Message par Her le Ven 15 Avr - 23:35

Sainte Thérèse de l’Enfant Jésus à Notre-Dame des Victoires

Lors de son pèlerinage à Rome, Thérèse fait l’expérience de la tendresse fidèle de Marie, à Notre-Dame des Victoires :

« Les grâces qu’elle m’accorda m’émurent si profondément que mes larmes seules traduisirent mon bonheur, comme au jour de ma première communion. La Sainte Vierge m’a fait sentir que c’était vraiment elle qui m’avait souri et qui m’avait guérie.

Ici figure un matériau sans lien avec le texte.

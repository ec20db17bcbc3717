use lupin::cis_trans::*;
use lupin::common::*;
use lupin::graph_io::{read_graph_json, write_graph_json};
use lupin::hub_rank::*;
use lupin::modules::*;
use lupin::network::Level;
use lupin::reports::*;

use clap::Parser;
use matrix_util::common_io::mkdir;
use rayon::ThreadPoolBuilder;

#[derive(Parser, Debug, Clone)]
pub struct AnnotateArgs {
    #[arg(
        short = 'g',
        long,
        required = true,
        help = "Network JSON from `build`",
        long_help = "Network JSON written by `build` (`.json` or `.json.gz`)."
    )]
    graph: Box<str>,

    #[arg(
        short = 'r',
        long,
        value_delimiter(','),
        help = "Bootstrap replicate triplet files (comma-separated)",
        long_help = "One `row col weight` triplet file per bootstrap replicate. \n\
		     Hubs are then ordered by mean rank across replicates."
    )]
    replicates: Option<Vec<Box<str>>>,

    /// cis window in base pairs
    #[arg(long, default_value_t = 2_000_000)]
    cis_window: u64,

    #[arg(
        short = 'm',
        long,
        help = "External module assignment",
        long_help = "`node_id module` lines. Replaces edge-betweenness \n\
		     community detection; every node must be assigned."
    )]
    modules: Option<Box<str>>,

    /// smallest module to report
    #[arg(long, default_value_t = 15)]
    min_module_size: usize,

    /// maximum number of threads
    #[arg(long, default_value_t = 16)]
    max_threads: usize,

    /// Output header
    #[arg(long, short, required = true)]
    out: Box<str>,

    #[arg(
        long,
        short,
        help = "verbosity",
        long_help = "Enable verbose output `RUST_LOG=info`"
    )]
    verbose: bool,
}

pub fn run_annotate(args: &AnnotateArgs) -> anyhow::Result<()> {
    if args.verbose {
        std::env::set_var("RUST_LOG", "info");
    }
    env_logger::init();

    ThreadPoolBuilder::new()
        .num_threads(num_cpus::get().min(args.max_threads))
        .build_global()?;
    info!("will use {} threads", rayon::current_num_threads());

    let mut graph = read_graph_json(&args.graph)?;

    let ensemble = match args.replicates.as_deref() {
        Some(files) if !files.is_empty() => {
            let node_ids: Vec<Box<str>> = graph.nodes().iter().map(|n| n.id.clone()).collect();
            Some(BootstrapDegreeEnsemble::from_triplet_files(node_ids, files)?)
        }
        _ => None,
    };

    info!("ranking hubs");
    let mut hubs = HubRanker::new(Level::X).annotate(&mut graph, ensemble.as_ref())?;
    hubs.extend(HubRanker::new(Level::Y).annotate(&mut graph, ensemble.as_ref())?);

    info!("classifying cis/trans links");
    let cis_trans = CisTransClassifier::new(CisTransArgs {
        cis_window: args.cis_window,
    })
    .annotate(&mut graph);

    info!("detecting modules");
    let module_args = ModuleArgs {
        min_module_size: args.min_module_size,
    };
    let detector = match args.modules.as_deref() {
        Some(file) => ModuleDetector::external(ExternalAssignment::from_file(file)?, module_args),
        None => ModuleDetector::edge_betweenness(module_args),
    };
    let summary = detector.annotate(&mut graph)?;

    mkdir(&args.out)?;
    let out = args.out.as_ref();

    write_graph_json(&graph, &format!("{}.graph.json.gz", out))?;
    write_tsv(&hubs, &format!("{}.hubs.tsv.gz", out))?;
    write_tsv(&cis_trans, &format!("{}.cis_trans.tsv.gz", out))?;
    write_tsv(
        &module_membership_records(&graph, &summary),
        &format!("{}.modules.tsv.gz", out),
    )?;
    write_tsv(
        &cross_module_edge_records(&graph, &summary),
        &format!("{}.cross_module_edges.tsv.gz", out),
    )?;

    info!("done");
    Ok(())
}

J’ai compris qu’elle veillait sur moi, que j’étais son enfant, aussi je ne pouvais plus lui donner que le nom de "Maman" car il me semblait encore plus tendre que celui de mère. Avec quelle ferveur ne l’ai-je pas priée de me garder toujours et de réaliser bientôt mon rêve en me cachant à l’ombre de son manteau virginal ! Ah ! C’était là un de mes premiers désirs d’enfant (…) en grandissant, j’avais compris que c’était au Carmel qu’il me serait possible de trouver véritablement le manteau de la Sainte Vierge et c’était vers cette montagne fertile que tendaient mes désirs.»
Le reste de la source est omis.